======== Given records

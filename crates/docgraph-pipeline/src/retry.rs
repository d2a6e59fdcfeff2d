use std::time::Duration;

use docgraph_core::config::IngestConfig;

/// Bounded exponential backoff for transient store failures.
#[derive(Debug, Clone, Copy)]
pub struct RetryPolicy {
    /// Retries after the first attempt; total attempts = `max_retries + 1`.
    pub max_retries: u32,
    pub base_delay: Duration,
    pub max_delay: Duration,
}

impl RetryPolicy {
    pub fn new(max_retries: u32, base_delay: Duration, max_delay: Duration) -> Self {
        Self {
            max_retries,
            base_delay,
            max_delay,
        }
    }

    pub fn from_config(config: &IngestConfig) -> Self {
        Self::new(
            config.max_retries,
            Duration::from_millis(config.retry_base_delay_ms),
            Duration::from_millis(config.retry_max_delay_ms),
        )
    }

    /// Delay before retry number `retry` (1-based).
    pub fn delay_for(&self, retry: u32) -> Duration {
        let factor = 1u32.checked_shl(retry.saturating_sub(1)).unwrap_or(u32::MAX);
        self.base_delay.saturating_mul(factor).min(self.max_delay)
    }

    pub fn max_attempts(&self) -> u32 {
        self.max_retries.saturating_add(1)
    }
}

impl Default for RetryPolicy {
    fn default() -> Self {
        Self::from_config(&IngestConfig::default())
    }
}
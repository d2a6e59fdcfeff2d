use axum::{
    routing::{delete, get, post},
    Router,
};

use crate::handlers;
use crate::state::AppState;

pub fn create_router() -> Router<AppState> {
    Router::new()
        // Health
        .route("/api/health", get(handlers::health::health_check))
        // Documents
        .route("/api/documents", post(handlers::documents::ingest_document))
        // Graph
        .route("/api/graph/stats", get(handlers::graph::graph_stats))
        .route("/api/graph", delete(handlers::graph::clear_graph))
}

================

__Activity__. Copy the data exactly. Leave nothing out.

__Task result__.
filename crates/docgraph-pipeline/src/retry.rs
repository d2a6e59fdcfeff2d
use std::time::Duration;

use docgraph_core::config::IngestConfig;

/// Bounded exponential backoff for transient store failures.
#[derive(Debug, Clone, Copy)]
pub struct RetryPolicy {
    /// Retries after the first attempt; total attempts = `max_retries + 1`.
    pub max_retries: u32,
    pub base_delay: Duration,
    pub max_delay: Duration,
}

impl RetryPolicy {
    pub fn new(max_retries: u32, base_delay: Duration, max_delay: Duration) -> Self {
        Self {
            max_retries,
            base_delay,
            max_delay,
        }
    }

    pub fn from_config(config: &IngestConfig) -> Self {
        Self::new(
            config.max_retries,
            Duration::from_millis(config.retry_base_delay_ms),
            Duration::from_millis(config.retry_max_delay_ms),
        )
    }

    /// Delay before retry number `retry` (1-based).
    pub fn delay_for(&self, retry: u32) -> Duration {
        let factor = 1u32.checked_shl(retry.saturating_sub(1)).unwrap_or(u32::MAX);
        self.base_delay.saturating_mul(factor).min(self.max_delay)
    }

    pub fn max_attempts(&self) -> u32 {
        self.max_retries.saturating_add(1)
    }
}

impl Default for RetryPolicy {
    fn default() -> Self {
        Self::from_config(&IngestConfig::default())
    }
}
repository d2a6e59fdcfeff2d
use axum::{
    routing::{delete, get, post},
    Router,
};

use crate::handlers;
use crate::state::AppState;

pub fn create_router() -> Router<AppState> {
    Router::new()
        // Health
        .route("/api/health", get(handlers::health::health_check))
        // Documents
        .route("/api/documents", post(handlers::documents::ingest_document))
        // Graph
        .route("/api/graph/stats", get(handlers::graph::graph_stats))
        .route("/api/graph", delete(handlers::graph::clear_graph))
}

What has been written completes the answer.